Кто станет порицать за это Арнгейма, пусть учтет, что обладание в духовном плане двойной личностью давно уже не фокус, удающийся лишь идиотам, что при современных темпах возможность политического благоразумия, способность написать газетную статью, поверить в новые направления искусства и литературы и бесчисленное множество прочего целиком и полностью основаны на умении быть на определенные часы убежденным вопреки своей убежденности, отщеплять от всей совокупности сознания какую-то часть и расширять ее до нового полномерного убеждения. Это было, таким образом, даже преимуществом, что Арнгейм никогда не был вполне честно убежден в том, что он говорил. Находясь в расцвете лет, он уже высказался обо всем на свете, обладал весьма широкими убеждениями и не видел рубежа, где он, продолжая дальше в том же духе, перестанет приобретать и впредь новые убеждения, гармонически развитые из старых. От столь эффективно думающего человека, который при других состояниях своего сознания просматривал расчеты рентабельности и балансы, не могло ускользнуть, что это деятельность весьма неопределенная и расплывчатая, как бы бескрайне она ни расширялась; единственный свой предел она обретала в целостности его личности, и хотя у Арнгейма хватало сил на весьма высокое о себе мнение, удовлетвориться этим состоянием его разум не мог.
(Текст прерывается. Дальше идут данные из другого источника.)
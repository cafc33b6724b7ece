//! Common error types for the catalog tooling.

use std::path::PathBuf;
use thiserror::Error;

/// Common error type for catalog operations.
#[derive(Error, Debug)]
pub enum Error {
    #[error("IO error: {0}")]
    Io(#[from] std::io::Error),

    #[error("JSON error: {0}")]
    Json(#[from] serde_json::Error),

    #[error("YAML error: {0}")]
    Yaml(#[from] serde_yaml::Error),

    #[error("Failed to read {path}: {source}")]
    ReadFile {
        path: PathBuf,
        source: std::io::Error,
    },

    #[error("Configuration error: {0}")]
    Config(String),

    #[error("{0}")]
    Other(String),
}

/// Result type alias using common Error.
pub type Result<T> = std::result::Result<T, Error>;

impl From<anyhow::Error> for Error {
    fn from(e: anyhow::Error) -> Self {
        Error::Other(e.to_string())
    }
}

/// Read a file to a string, keeping the path in the error.
pub fn read_to_string(path: impl Into<PathBuf>) -> Result<String> {
    let path = path.into();
    std::fs::read_to_string(&path).map_err(|source| Error::ReadFile { path, source })
}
Он, правда, сваливал все на иррациональный остаток, который жизнь повсюду демонстрирует осведомленному наблюдателю; пожимая плечами, он пытался также успокоить себя тем, что нынче все уходит в безбрежность, а поскольку полностью подняться над слабостями своего века никто не может, он даже видел в этом ценную возможность проявлять свойственную всем великим людям добродетель скромности, без зависти ставя выше себя феномены вроде Гомера или Будды, потому что те жили в более благоприятные эпохи. Но со временем, когда его литературный успех достиг вершины, а в его жизни наследного принца решительных перемен не произошло, этот иррациональный остаток, нехватка осязаемых результатов и неприятное чувство, что он не достиг своей цели и позабыл свою первоначальную волю, угнетающе разрослись. Он оглядывал свое творчество, и, хотя он мог быть им доволен, ему иногда казалось, что все эти мысли только отделяют его от какого-то ностальгически напоминающего о себе истока, словно стена из бриллиантов, которая с каждым днем становится толще.
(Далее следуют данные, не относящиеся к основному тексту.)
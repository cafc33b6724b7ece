//! JSON schema for the blueprint document's structure.

use jsonschema::JSONSchema;
use serde_json::Value;

/// JSON Schema for a blueprint document (top-level array of blueprints).
pub const DOCUMENT_SCHEMA: &str = r##"{
  "$schema": "http://json-schema.org/draft-07/schema#",
  "title": "Catalog Blueprint Document",
  "type": "array",
  "items": { "$ref": "#/definitions/blueprint" },
  "definitions": {
    "propertyType": {
      "enum": ["string", "number", "boolean", "object", "array"]
    },
    "propertyFormat": {
      "enum": ["date-time", "url", "email", "ipv4", "ipv6", "markdown", "yaml", "user", "team", "timer", "proto"]
    },
    "blueprint": {
      "type": "object",
      "required": ["identifier", "schema"],
      "properties": {
        "identifier": {
          "type": "string",
          "pattern": "^[A-Za-z0-9@_=\\-]+$"
        },
        "title": { "type": "string" },
        "description": { "type": "string" },
        "icon": { "type": "string" },
        "schema": {
          "type": "object",
          "required": ["properties"],
          "properties": {
            "properties": {
              "type": "object",
              "additionalProperties": { "$ref": "#/definitions/property" }
            },
            "required": {
              "type": "array",
              "items": { "type": "string" }
            }
          }
        },
        "relations": {
          "type": "object",
          "additionalProperties": { "$ref": "#/definitions/relation" }
        }
      }
    },
    "property": {
      "type": "object",
      "required": ["type"],
      "properties": {
        "type": { "$ref": "#/definitions/propertyType" },
        "format": { "$ref": "#/definitions/propertyFormat" },
        "title": { "type": "string" },
        "description": { "type": "string" },
        "icon": { "type": "string" },
        "enum": {
          "type": "array",
          "items": { "type": "string" }
        },
        "enumColors": {
          "type": "object",
          "additionalProperties": { "type": "string" }
        },
        "items": {
          "type": "object",
          "required": ["type"],
          "properties": {
            "type": { "$ref": "#/definitions/propertyType" },
            "format": { "$ref": "#/definitions/propertyFormat" }
          }
        }
      }
    },
    "relation": {
      "type": "object",
      "required": ["target", "required", "many"],
      "properties": {
        "title": { "type": "string" },
        "description": { "type": "string" },
        "target": { "type": "string", "minLength": 1 },
        "required": { "type": "boolean" },
        "many": { "type": "boolean" }
      }
    }
  }
}"##;

/// Get the document schema as a parsed JSON value.
pub fn document_schema() -> Value {
    serde_json::from_str(DOCUMENT_SCHEMA).expect("Invalid blueprint document schema")
}

/// A structural problem found by the document schema.
#[derive(Debug, Clone, PartialEq)]
pub struct StructuralError {
    /// JSON pointer into the document.
    pub location: String,
    pub message: String,
}

/// Check a raw document against [`DOCUMENT_SCHEMA`].
///
/// Returns every structural error; an empty list means the document has the
/// expected shape.
pub fn check_document(document: &Value) -> Result<Vec<StructuralError>, String> {
    let schema_value = document_schema();
    let compiled = JSONSchema::compile(&schema_value).map_err(|e| e.to_string())?;

    let mut errors = Vec::new();
    if let Err(validation_errors) = compiled.validate(document) {
        for error in validation_errors {
            let location = error.instance_path.to_string();
            errors.push(StructuralError {
                location: if location.is_empty() {
                    "/".to_string()
                } else {
                    location
                },
                message: error.to_string(),
            });
        }
    }

    Ok(errors)
}

#[cfg(test)]
mod tests {
    use super::*;
    use serde_json::json;

    #[test]
    fn test_schema_parses() {
        let schema = document_schema();
        assert_eq!(schema["type"], "array");
    }

    #[test]
    fn test_definition_refs_resolve() {
        let schema = document_schema();
        assert_eq!(schema["items"]["$ref"], "#/definitions/blueprint");
        assert!(schema["definitions"]["relation"].is_object());

        // A bad property type is only caught by following the property $ref
        let doc = json!([{
            "identifier": "argocdCluster",
            "schema": {"properties": {"server": {"type": "uri"}}}
        }]);
        let errors = check_document(&doc).unwrap();
        assert_eq!(errors.len(), 1);
        assert_eq!(errors[0].location, "/0/schema/properties/server/type");
    }

    #[test]
    fn test_minimal_document_is_well_formed() {
        let doc = json!([
            {"identifier": "argocdCluster", "schema": {"properties": {}, "required": []}}
        ]);
        assert!(check_document(&doc).unwrap().is_empty());
    }

    #[test]
    fn test_missing_identifier_reported() {
        let doc = json!([{ "schema": {"properties": {}} }]);
        let errors = check_document(&doc).unwrap();
        assert_eq!(errors.len(), 1);
        assert_eq!(errors[0].location, "/0");
        assert!(errors[0].message.contains("identifier"));
    }

    #[test]
    fn test_relation_shape_reported() {
        let doc = json!([{
            "identifier": "argocdProject",
            "schema": {"properties": {}},
            "relations": {"cluster": {"target": "argocdCluster", "many": "yes"}}
        }]);
        let errors = check_document(&doc).unwrap();
        let locations: Vec<_> = errors.iter().map(|e| e.location.as_str()).collect();
        assert!(locations.contains(&"/0/relations/cluster"));
        assert!(locations.contains(&"/0/relations/cluster/many"));
    }

    #[test]
    fn test_top_level_must_be_array() {
        let doc = json!({"identifier": "argocdCluster"});
        let errors = check_document(&doc).unwrap();
        assert_eq!(errors[0].location, "/");
    }
}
Как раз в последнее время с ним произошел один неприятный случай такого рода, глубоко его задевший. Досуг, который он устраивал себе теперь чаще обычного, он использовал однажды для того, чтобы продиктовать своему секретарю на машинку статью о соответствии между государственной архитектурой и государственной мыслью, и прервал фразу «Мы видим молчание стен, когда смотрим на эту постройку» после слова «молчание», чтобы один миг насладиться картиной римской Канчеллериа, непроизвольно вдруг представшей внутреннему его взору; но, заглянув потом в напечатанный текст, он заметил, что секретарь, по привычке забегая вперед, уже написал: «Мы видим молчание души, когда…» В тот день Арнгейм не стал больше диктовать, а на следующий день велел зачеркнуть эту фразу.
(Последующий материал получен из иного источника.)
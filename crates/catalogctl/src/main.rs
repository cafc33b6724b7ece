//! catalogctl - ArgoCD catalog blueprint and changelog tooling.

use anyhow::{bail, Context};
use argocd_catalog_blueprints::{
    argocd_blueprints, load_file, resolve_order, to_json, validate_entity, validate_with,
    Blueprint, Entity, RegistrationPlan,
};
use argocd_catalog_changelog::{
    category_warnings, insert_entry, next_version, parse_file, validate, write_file, Bump,
    ChangelogEntry,
};
use argocd_catalog_common::{hash, CatalogConfig};
use chrono::NaiveDate;
use clap::{Parser, Subcommand, ValueEnum};
use semver::Version;
use serde_json::json;
use std::path::{Path, PathBuf};
use tracing::{info, warn};
use tracing_subscriber::{fmt, prelude::*, EnvFilter};

#[derive(Parser)]
#[command(name = "catalogctl")]
#[command(
    author,
    version,
    about = "Validate ArgoCD catalog blueprints and maintain the integration changelog"
)]
struct Cli {
    /// Enable verbose output
    #[arg(short, long, global = true)]
    verbose: bool,

    /// Output format
    #[arg(long, global = true, value_enum, default_value_t = OutputFormat::Text)]
    format: OutputFormat,

    /// YAML configuration file
    #[arg(long, global = true)]
    config: Option<PathBuf>,

    #[command(subcommand)]
    command: Commands,
}

#[derive(Clone, Copy, PartialEq, Eq, ValueEnum)]
enum OutputFormat {
    Text,
    Json,
}

#[derive(Subcommand)]
enum Commands {
    /// Work with blueprint documents
    Blueprints {
        #[command(subcommand)]
        command: BlueprintCommands,
    },

    /// Work with the towncrier changelog
    Changelog {
        #[command(subcommand)]
        command: ChangelogCommands,
    },
}

#[derive(Subcommand)]
enum BlueprintCommands {
    /// Load and validate a blueprint document
    Validate {
        /// Blueprint document (JSON or YAML); defaults to the bundled ArgoCD blueprints
        #[arg(long)]
        file: Option<PathBuf>,
    },

    /// Print the registration order
    Order {
        #[arg(long)]
        file: Option<PathBuf>,
    },

    /// Re-serialize the loaded document as JSON
    Render {
        #[arg(long)]
        file: Option<PathBuf>,
    },

    /// Check an entity against its blueprint
    CheckEntity {
        /// Blueprint identifier
        #[arg(long)]
        blueprint: String,

        /// Entity JSON file
        #[arg(long)]
        entity: PathBuf,

        #[arg(long)]
        file: Option<PathBuf>,
    },
}

#[derive(Subcommand)]
enum ChangelogCommands {
    /// Parse the changelog and check entry ordering
    Check {
        #[arg(long, default_value = "CHANGELOG.md")]
        file: PathBuf,
    },

    /// Add a release entry after the start marker
    Add {
        #[arg(long, default_value = "CHANGELOG.md")]
        file: PathBuf,

        /// Category heading, e.g. Improvements
        #[arg(long)]
        category: String,

        /// Release note (repeatable)
        #[arg(long = "note", required = true)]
        notes: Vec<String>,

        /// Explicit version; defaults to bumping the latest entry
        #[arg(long)]
        version: Option<Version>,

        /// Release date (YYYY-MM-DD); defaults to today
        #[arg(long)]
        date: Option<NaiveDate>,

        /// Project name in the heading
        #[arg(long)]
        project: Option<String>,

        /// Version component to bump (patch, minor, major)
        #[arg(long, default_value = "patch")]
        bump: Bump,
    },
}

fn main() -> anyhow::Result<()> {
    let cli = Cli::parse();

    let filter = if cli.verbose {
        EnvFilter::new("debug")
    } else {
        EnvFilter::new("info")
    };

    tracing_subscriber::registry()
        .with(fmt::layer().with_target(false).with_writer(std::io::stderr))
        .with(filter)
        .init();

    let config = CatalogConfig::load(cli.config.as_deref()).context("Failed to load config")?;

    match cli.command {
        Commands::Blueprints { command } => run_blueprints(command, &config, cli.format),
        Commands::Changelog { command } => run_changelog(command, &config, cli.format),
    }
}

fn load_blueprints(file: Option<&Path>) -> anyhow::Result<Vec<Blueprint>> {
    match file {
        Some(path) => {
            info!("Loading blueprints from {:?}", path);
            load_file(path).with_context(|| format!("Failed to load {}", path.display()))
        }
        None => argocd_blueprints().context("Failed to load bundled blueprints"),
    }
}

fn run_blueprints(
    command: BlueprintCommands,
    config: &CatalogConfig,
    format: OutputFormat,
) -> anyhow::Result<()> {
    match command {
        BlueprintCommands::Validate { file } => {
            let blueprints = load_blueprints(file.as_deref())?;
            let fingerprint = hash::fingerprint(&blueprints)?;

            match validate_with(&blueprints, &config.blueprints) {
                Ok(report) => {
                    if format == OutputFormat::Json {
                        println!(
                            "{}",
                            serde_json::to_string_pretty(&json!({
                                "valid": true,
                                "report": report,
                                "fingerprint": fingerprint,
                            }))?
                        );
                    } else {
                        println!(
                            "Blueprints are valid ({} blueprints, {} relations)",
                            report.blueprints, report.relations
                        );
                        println!("Fingerprint: {}", fingerprint);
                        for warning in &report.warnings {
                            println!("  warning: {}", warning);
                        }
                    }
                }
                Err(err) => {
                    if format == OutputFormat::Json {
                        let violations: Vec<String> =
                            err.violations.iter().map(|v| v.to_string()).collect();
                        println!(
                            "{}",
                            serde_json::to_string_pretty(&json!({
                                "valid": false,
                                "violations": violations,
                                "fingerprint": fingerprint,
                            }))?
                        );
                    } else {
                        println!("Blueprints have errors:");
                        for violation in &err.violations {
                            println!("  - {}", violation);
                        }
                    }
                    std::process::exit(1);
                }
            }
        }

        BlueprintCommands::Order { file } => {
            let blueprints = load_blueprints(file.as_deref())?;
            let plan = resolve_order(&blueprints);
            if format == OutputFormat::Json {
                println!("{}", serde_json::to_string_pretty(&plan)?);
            } else {
                print_plan(&plan);
            }
        }

        BlueprintCommands::Render { file } => {
            let blueprints = load_blueprints(file.as_deref())?;
            println!("{}", to_json(&blueprints)?);
        }

        BlueprintCommands::CheckEntity {
            blueprint,
            entity,
            file,
        } => {
            let blueprints = load_blueprints(file.as_deref())?;
            let Some(target) = blueprints.iter().find(|b| b.identifier == blueprint) else {
                bail!("Blueprint `{}` is not declared", blueprint);
            };

            let content = argocd_catalog_common::error::read_to_string(&entity)?;
            let parsed: Entity = serde_json::from_str(&content)
                .with_context(|| format!("Failed to parse entity {}", entity.display()))?;

            match validate_entity(target, &parsed) {
                Ok(()) => {
                    if format == OutputFormat::Json {
                        println!("{}", json!({"valid": true, "entity": parsed.identifier}));
                    } else {
                        println!(
                            "Entity `{}` matches {}",
                            parsed.identifier,
                            target.display_name()
                        );
                    }
                }
                Err(err) => {
                    if format == OutputFormat::Json {
                        let violations: Vec<String> =
                            err.violations.iter().map(|v| v.to_string()).collect();
                        println!(
                            "{}",
                            json!({"valid": false, "entity": err.entity, "violations": violations})
                        );
                    } else {
                        println!("Entity `{}` has errors:", err.entity);
                        for violation in &err.violations {
                            println!("  - {}", violation);
                        }
                    }
                    std::process::exit(1);
                }
            }
        }
    }

    Ok(())
}

fn print_plan(plan: &RegistrationPlan) {
    println!("Registration order:");
    for (i, identifier) in plan.order().iter().enumerate() {
        println!("  {}. {}", i + 1, identifier);
    }
    if !plan.deferred.is_empty() {
        println!("Deferred relations:");
        for deferred in &plan.deferred {
            println!(
                "  {}.{} -> {}",
                deferred.blueprint, deferred.name, deferred.relation.target
            );
        }
    }
    for cycle in &plan.cycles {
        println!("Cycle: {}", cycle.join(" <-> "));
    }
}

fn run_changelog(
    command: ChangelogCommands,
    config: &CatalogConfig,
    format: OutputFormat,
) -> anyhow::Result<()> {
    let settings = &config.changelog;

    match command {
        ChangelogCommands::Check { file } => {
            let changelog = parse_file(&file, settings)
                .with_context(|| format!("Failed to parse {}", file.display()))?;
            let warnings = category_warnings(&changelog.entries, settings);
            let result = validate(&changelog.entries);

            if format == OutputFormat::Json {
                println!(
                    "{}",
                    serde_json::to_string_pretty(&json!({
                        "valid": result.is_ok(),
                        "entries": changelog.entries.len(),
                        "latest": changelog.head().map(|e| e.version.to_string()),
                        "error": result.as_ref().err().map(|e| e.to_string()),
                        "warnings": warnings,
                    }))?
                );
            } else {
                match &result {
                    Ok(()) => println!(
                        "Changelog is valid ({} entries)",
                        changelog.entries.len()
                    ),
                    Err(err) => println!("Changelog has errors:\n  - {}", err),
                }
                for warning in &warnings {
                    println!("  warning: {}", warning);
                }
            }

            if result.is_err() {
                std::process::exit(1);
            }
        }

        ChangelogCommands::Add {
            file,
            category,
            notes,
            version,
            date,
            project,
            bump,
        } => {
            let mut changelog = parse_file(&file, settings)
                .with_context(|| format!("Failed to parse {}", file.display()))?;

            let version = match (version, changelog.head()) {
                (Some(version), _) => version,
                (None, Some(head)) => next_version(&head.version, bump),
                (None, None) => Version::new(0, 1, 0),
            };
            if let Some(existing) = changelog.find(&version) {
                bail!(
                    "{} already has a release {} ({})",
                    file.display(),
                    existing.version,
                    existing.date
                );
            }
            let date = date.unwrap_or_else(|| chrono::Local::now().date_naive());
            let project = project.unwrap_or_else(|| settings.project.clone());

            if !settings.is_known_category(&category) {
                warn!("Category `{}` is not a known towncrier category", category);
            }

            let mut entry = ChangelogEntry::new(project, version, date);
            for note in notes {
                entry.add_note(category.as_str(), note);
            }
            let heading = entry.heading();

            insert_entry(&mut changelog, entry)
                .with_context(|| format!("Cannot add {} to {}", heading, file.display()))?;
            write_file(&file, &changelog)
                .with_context(|| format!("Failed to write {}", file.display()))?;

            if format == OutputFormat::Json {
                println!("{}", json!({"added": heading, "file": file.display().to_string()}));
            } else {
                println!("Added {} to {}", heading, file.display());
            }
        }
    }

    Ok(())
}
При переживаниях со столь широкой и глубокой подоплекой много ли весило такое довольно заурядное, как физически связанная с женщиной любовь? Арнгейм должен был, увы, признаться себе, что весило оно ровно столько, сколько суммирующий его жизнь вывод, что все дороги к уму идут от души, но обратно не ведет ни одна! Конечно, уже много женщин имело счастье находиться с ним в близких отношениях, но если это не были натуры паразитические, это были женщины деятельные, с университетским образованием или труженицы искусства, ибо с состоящей на содержании и самостоятельно зарабатывающей на жизнь разновидностями женщин можно было найти общий язык на основе ясных условий; моральные запросы его натуры всегда приводили его к связям, где инстинкт и сопровождающие его неизбежные выяснения отношений с женщинами находили известную опору в разуме. Но Диотима была первой женщиной, захватившей его скрытую позади морали, более тайную жизнь, и поэтому он иной раз глядел на нее прямо-таки с неприязнью. Она была, в конце концов, всего-навсего супругой чиновника, самого высокого, правда, пошиба, однако без того лоска, который может дать только власть, и захоти он связать себя полностью, он мог бы претендовать на девушку из американской денежной аристократии или из английской знати. У него бывали мгновения, когда изначальная разница в воспитании проявлялась в нем наивным детским высокомерием или ужасом выхоленного ребенка, которого впервые привели в общедоступную школу, и тогда его возраставшая влюбленность казалась ему позорной. И когда он с холодным превосходством умершего было для мира и вновь вернувшегося в него духа опять принимался в такие мгновения за дела, прохладный разум денег, которого ничто замарать не может, казался ему чрезвычайно чистой по сравнению с любовью силой.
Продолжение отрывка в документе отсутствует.